なぜ今、「ビットコイン決済」が再び注目されているのか

ビットコインはこれまで「投資資産」として注目されてきました。しかし最近では、支払い手段としてのビットコインが改めて注目され始めています。

2017年のブーム後、ビットコイン決済は一時的に目立たなくなった

People holding sparklers at night celebration

確かに、「ビットコインのブームは終わった」と感じる人も多いでしょう。実際、「2017年の仮想通貨バブル」を超える熱狂は起きていません。

ただそれは、ビットコインが投機の対象から社会的なインフラとして見直される段階に入ったとも捉えられます。

決済面では、2017年4月にビックカメラ社がbitFlyer社と連携し、ビットコイン決済を導入して話題になりました。決済の仕組みとしては取引所を介したものであり、オンチェーン決済やLightning Network(以降「LN」と呼ぶ)とは異なります。

2017年の時点では、ビットコインを日常的な支払いに使うための技術や仕組みは十分に整っていませんでした。

しかしその後、決済速度や手数料の課題を解決するための技術開発(LNや関連サービス)が進み、ビットコインの決済活用に関するインフラが徐々に整備されていきました。

ビットコイン決済が再び注目を集めている背景

LN関連のサービス普及と、事業者によるビットコイン決済の導入が徐々になされてきたことによって、ビットコイン決済が再び注目を集めています。
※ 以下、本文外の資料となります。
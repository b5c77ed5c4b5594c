use std::rc::Rc;

use anyhow::{ensure, Context, Result};
use ash::vk::{
    Buffer, BufferCreateInfo, BufferUsageFlags, DeviceMemory, DeviceSize, MemoryAllocateInfo,
    MemoryMapFlags, MemoryPropertyFlags, SharingMode, WHOLE_SIZE,
};
use tracing::debug;

use crate::{
    suballoc::{plan_layout, BufferRequest, PackedLayout},
    LogicalDevice,
};

/// A group of buffers packed into one device memory allocation.
///
/// Each buffer is bound at the offset the layout planner computed for it.
/// When the group was allocated with host-visible properties, the whole
/// block is mapped once at creation and stays mapped; per-buffer writes go
/// through `base + offset` into that mapping.
pub struct PackedBuffers {
    logical_device: Rc<LogicalDevice>,
    buffers: Vec<Buffer>,
    requested_sizes: Vec<DeviceSize>,
    layout: PackedLayout,
    memory: DeviceMemory,
    mapped: Option<*mut u8>,
}

impl PackedBuffers {
    /// Creates one buffer per `(size, usage)` request and binds them all
    /// into a single fresh allocation with the given memory properties.
    pub fn allocate(
        logical_device: &Rc<LogicalDevice>,
        requests: &[(DeviceSize, BufferUsageFlags)],
        required_properties: MemoryPropertyFlags,
    ) -> Result<Self> {
        let mut buffers = Vec::with_capacity(requests.len());
        for (size, usage) in requests {
            let buffer_create_info = BufferCreateInfo::default()
                .size(*size)
                .usage(*usage)
                .sharing_mode(SharingMode::EXCLUSIVE);
            match unsafe { logical_device.create_buffer(&buffer_create_info, None) } {
                Ok(buffer) => buffers.push(buffer),
                Err(error) => {
                    Self::destroy_buffers(logical_device, &buffers);
                    return Err(error).context("failed to create a buffer for the packed group");
                }
            }
        }

        let requirements = buffers
            .iter()
            .map(|buffer| {
                let requirements =
                    unsafe { logical_device.get_buffer_memory_requirements(*buffer) };
                BufferRequest {
                    size: requirements.size,
                    alignment: requirements.alignment,
                    memory_type_bits: requirements.memory_type_bits,
                }
            })
            .collect::<Vec<_>>();

        // planning happens entirely on the CPU; a failed plan means no
        // allocation was ever requested from the device
        let layout = match plan_layout(
            &requirements,
            logical_device.get_memory_properties(),
            required_properties,
        ) {
            Ok(layout) => layout,
            Err(error) => {
                Self::destroy_buffers(logical_device, &buffers);
                return Err(error.into());
            }
        };

        let allocate_info = MemoryAllocateInfo::default()
            .allocation_size(layout.total_size)
            .memory_type_index(layout.memory_type_index);
        let memory = match unsafe { logical_device.allocate_memory(&allocate_info, None) } {
            Ok(memory) => memory,
            Err(error) => {
                Self::destroy_buffers(logical_device, &buffers);
                return Err(error).context("failed to allocate the packed memory block");
            }
        };

        for (index, buffer) in buffers.iter().enumerate() {
            if let Err(error) = unsafe {
                logical_device.bind_buffer_memory(*buffer, memory, layout.offset_of(index))
            } {
                unsafe { logical_device.free_memory(memory, None) };
                Self::destroy_buffers(logical_device, &buffers);
                return Err(error).context("failed to bind a buffer to its packed offset");
            }
        }

        let mapped = if required_properties.contains(MemoryPropertyFlags::HOST_VISIBLE) {
            match unsafe {
                logical_device.map_memory(memory, 0, WHOLE_SIZE, MemoryMapFlags::empty())
            } {
                Ok(pointer) => Some(pointer.cast::<u8>()),
                Err(error) => {
                    unsafe { logical_device.free_memory(memory, None) };
                    Self::destroy_buffers(logical_device, &buffers);
                    return Err(error).context("failed to map the packed memory block");
                }
            }
        } else {
            None
        };

        debug!(
            "Bound {} buffers into one {} byte allocation",
            buffers.len(),
            layout.total_size
        );

        Ok(Self {
            logical_device: Rc::clone(logical_device),
            buffers,
            requested_sizes: requests.iter().map(|(size, _)| *size).collect(),
            layout,
            memory,
            mapped,
        })
    }

    /// The buffer created from request `index`.
    pub fn buffer(&self, index: usize) -> Buffer {
        self.buffers[index]
    }

    /// The size the caller requested for buffer `index` (the bound region
    /// may be larger due to the device's own requirements).
    pub fn requested_size(&self, index: usize) -> DeviceSize {
        self.requested_sizes[index]
    }

    /// Copies `bytes` into buffer `index` through the persistent mapping.
    /// Only valid for host-visible groups; coherent memory needs no flush.
    pub fn write(&self, index: usize, bytes: &[u8]) -> Result<()> {
        let base = self
            .mapped
            .context("buffer group is not host-visible, use the transfer helper instead")?;
        ensure!(
            bytes.len() as DeviceSize <= self.requested_sizes[index],
            "write of {} bytes overflows buffer of {} bytes",
            bytes.len(),
            self.requested_sizes[index],
        );
        let offset = self.layout.offset_of(index);
        unsafe {
            std::ptr::copy_nonoverlapping(
                bytes.as_ptr(),
                base.add(offset as usize),
                bytes.len(),
            );
        }
        Ok(())
    }

    fn destroy_buffers(logical_device: &LogicalDevice, buffers: &[Buffer]) {
        for buffer in buffers {
            unsafe { logical_device.destroy_buffer(*buffer, None) }
        }
    }
}

impl Drop for PackedBuffers {
    fn drop(&mut self) {
        unsafe {
            if self.mapped.take().is_some() {
                self.logical_device.unmap_memory(self.memory);
            }
        }
        Self::destroy_buffers(&self.logical_device, &self.buffers);
        unsafe { self.logical_device.free_memory(self.memory, None) };
    }
}
mod frame_buffer;
mod pipeline_layout;
mod render_pass;
mod shader_module;

use std::{ffi::CStr, ops::Deref, rc::Rc};

use anyhow::Result;
use ash::vk::{
    self, ColorComponentFlags, CullModeFlags, DynamicState, FrontFace,
    GraphicsPipelineCreateInfo, PipelineCache, PipelineColorBlendAttachmentState,
    PipelineColorBlendStateCreateInfo, PipelineDynamicStateCreateInfo,
    PipelineInputAssemblyStateCreateInfo, PipelineMultisampleStateCreateInfo,
    PipelineRasterizationStateCreateInfo, PipelineShaderStageCreateInfo,
    PipelineVertexInputStateCreateInfo, PipelineViewportStateCreateInfo, PolygonMode,
    PrimitiveTopology, SampleCountFlags, ShaderStageFlags,
};

use crate::{LogicalDevice, Vertex};

pub use self::frame_buffer::Framebuffer;
pub use self::pipeline_layout::PipelineLayout;
pub use self::render_pass::RenderPass;

use self::shader_module::ShaderModule;

// compiled out of band from the sources next to them (see shader/)
const VERTEX_SHADER_PATH: &str = "shader/vert.spv";
const FRAGMENT_SHADER_PATH: &str = "shader/frag.spv";

pub struct GraphicsPipeline {
    logical_device: Rc<LogicalDevice>,
    pipeline: vk::Pipeline,
    // variables we need to hold onto so they dont get cleaned
    // up before we do
    _render_pass: Rc<RenderPass>,
    _pipeline_layout: Rc<PipelineLayout>,
}

impl GraphicsPipeline {
    /// Builds the quad pipeline. Viewport and scissor are dynamic, so the
    /// pipeline survives whatever extent the framebuffers were built for.
    pub fn new(
        logical_device: &Rc<LogicalDevice>,
        render_pass: &Rc<RenderPass>,
        pipeline_layout: &Rc<PipelineLayout>,
    ) -> Result<Self> {
        let vertex_shader = ShaderModule::from_spv_file(logical_device, VERTEX_SHADER_PATH)?;
        let fragment_shader = ShaderModule::from_spv_file(logical_device, FRAGMENT_SHADER_PATH)?;

        let shader_entrypoint_name = CStr::from_bytes_with_nul(b"main\0")?;
        let shader_stage_create_infos = [
            PipelineShaderStageCreateInfo::default()
                .stage(ShaderStageFlags::VERTEX)
                .module(*vertex_shader)
                .name(shader_entrypoint_name),
            PipelineShaderStageCreateInfo::default()
                .stage(ShaderStageFlags::FRAGMENT)
                .module(*fragment_shader)
                .name(shader_entrypoint_name),
        ];

        let binding_descriptions = [Vertex::binding_description()];
        let attribute_descriptions = Vertex::attribute_descriptions();
        let vertex_input_state_create_info = PipelineVertexInputStateCreateInfo::default()
            .vertex_binding_descriptions(&binding_descriptions)
            .vertex_attribute_descriptions(&attribute_descriptions);

        // interpret the index buffer as a list of triangles
        let input_assembly_state_create_info = PipelineInputAssemblyStateCreateInfo::default()
            .topology(PrimitiveTopology::TRIANGLE_LIST)
            .primitive_restart_enable(false);

        // viewport and scissor get set at record time
        let viewport_state_create_info = PipelineViewportStateCreateInfo::default()
            .viewport_count(1)
            .scissor_count(1);
        let dynamic_states = [DynamicState::VIEWPORT, DynamicState::SCISSOR];
        let dynamic_state_create_info =
            PipelineDynamicStateCreateInfo::default().dynamic_states(&dynamic_states);

        let rasterization_create_info = PipelineRasterizationStateCreateInfo::default()
            // discard points outside the near/far planes instead of clamping
            .depth_clamp_enable(false)
            // setting this to true would disable the rasterizer
            .rasterizer_discard_enable(false)
            // create filled polygons, instead of lines or points
            .polygon_mode(PolygonMode::FILL)
            // default line width
            .line_width(1.0f32)
            // faces wound clockwise are front facing, back faces get culled
            .cull_mode(CullModeFlags::BACK)
            .front_face(FrontFace::CLOCKWISE)
            // disable depth biasing, mainly used for shadow mapping
            .depth_bias_enable(false);

        // disable multisampling
        let multisampling_state_create_info = PipelineMultisampleStateCreateInfo::default()
            .sample_shading_enable(false)
            .rasterization_samples(SampleCountFlags::TYPE_1);

        // no blending, vertex colors pass through as-is
        let color_blend_attachment_state = [PipelineColorBlendAttachmentState::default()
            .blend_enable(false)
            .color_write_mask(ColorComponentFlags::RGBA)];
        let color_blend_state = PipelineColorBlendStateCreateInfo::default()
            .logic_op_enable(false)
            .attachments(&color_blend_attachment_state);

        let graphics_pipeline_create_info = [GraphicsPipelineCreateInfo::default()
            .stages(&shader_stage_create_infos)
            .vertex_input_state(&vertex_input_state_create_info)
            .input_assembly_state(&input_assembly_state_create_info)
            .viewport_state(&viewport_state_create_info)
            .dynamic_state(&dynamic_state_create_info)
            .rasterization_state(&rasterization_create_info)
            .multisample_state(&multisampling_state_create_info)
            .color_blend_state(&color_blend_state)
            .layout(***pipeline_layout)
            .render_pass(***render_pass)];

        let pipelines = unsafe {
            logical_device.create_graphics_pipelines(
                PipelineCache::null(),
                &graphics_pipeline_create_info,
                None,
            )
        }
        .map_err(|(_, result)| result)?;

        // shader modules are only needed for pipeline creation and drop here

        Ok(Self {
            logical_device: Rc::clone(logical_device),
            pipeline: pipelines[0],
            _render_pass: Rc::clone(render_pass),
            _pipeline_layout: Rc::clone(pipeline_layout),
        })
    }
}

impl Drop for GraphicsPipeline {
    fn drop(&mut self) {
        unsafe { self.logical_device.destroy_pipeline(self.pipeline, None) }
    }
}

impl Deref for GraphicsPipeline {
    type Target = vk::Pipeline;

    fn deref(&self) -> &Self::Target {
        &self.pipeline
    }
}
ビットコインのオンチェーンでは決済完了(ファイナリティ)が確定的ではなく、決済がブロックチェーンに取り込まれるのに約10分程度かかってしまうというデメリットがありました。

2018年以降に本格的に開始されたLNにより、ビットコインを即時かつ少額決済が可能となります。結果的に、LNを使用すれば10分待つことはなくなり、現在のQRコード決済のような体験が可能となります。

ビットコインには中央集権的な組織がないため普及には時間がかかります。一方で、米国では決済サービスのSquare社がビットコイン決済を導入したり、スイスのルガーノ市、中央アメリカのエルサルバドルなど特定地域で使用されつつあります。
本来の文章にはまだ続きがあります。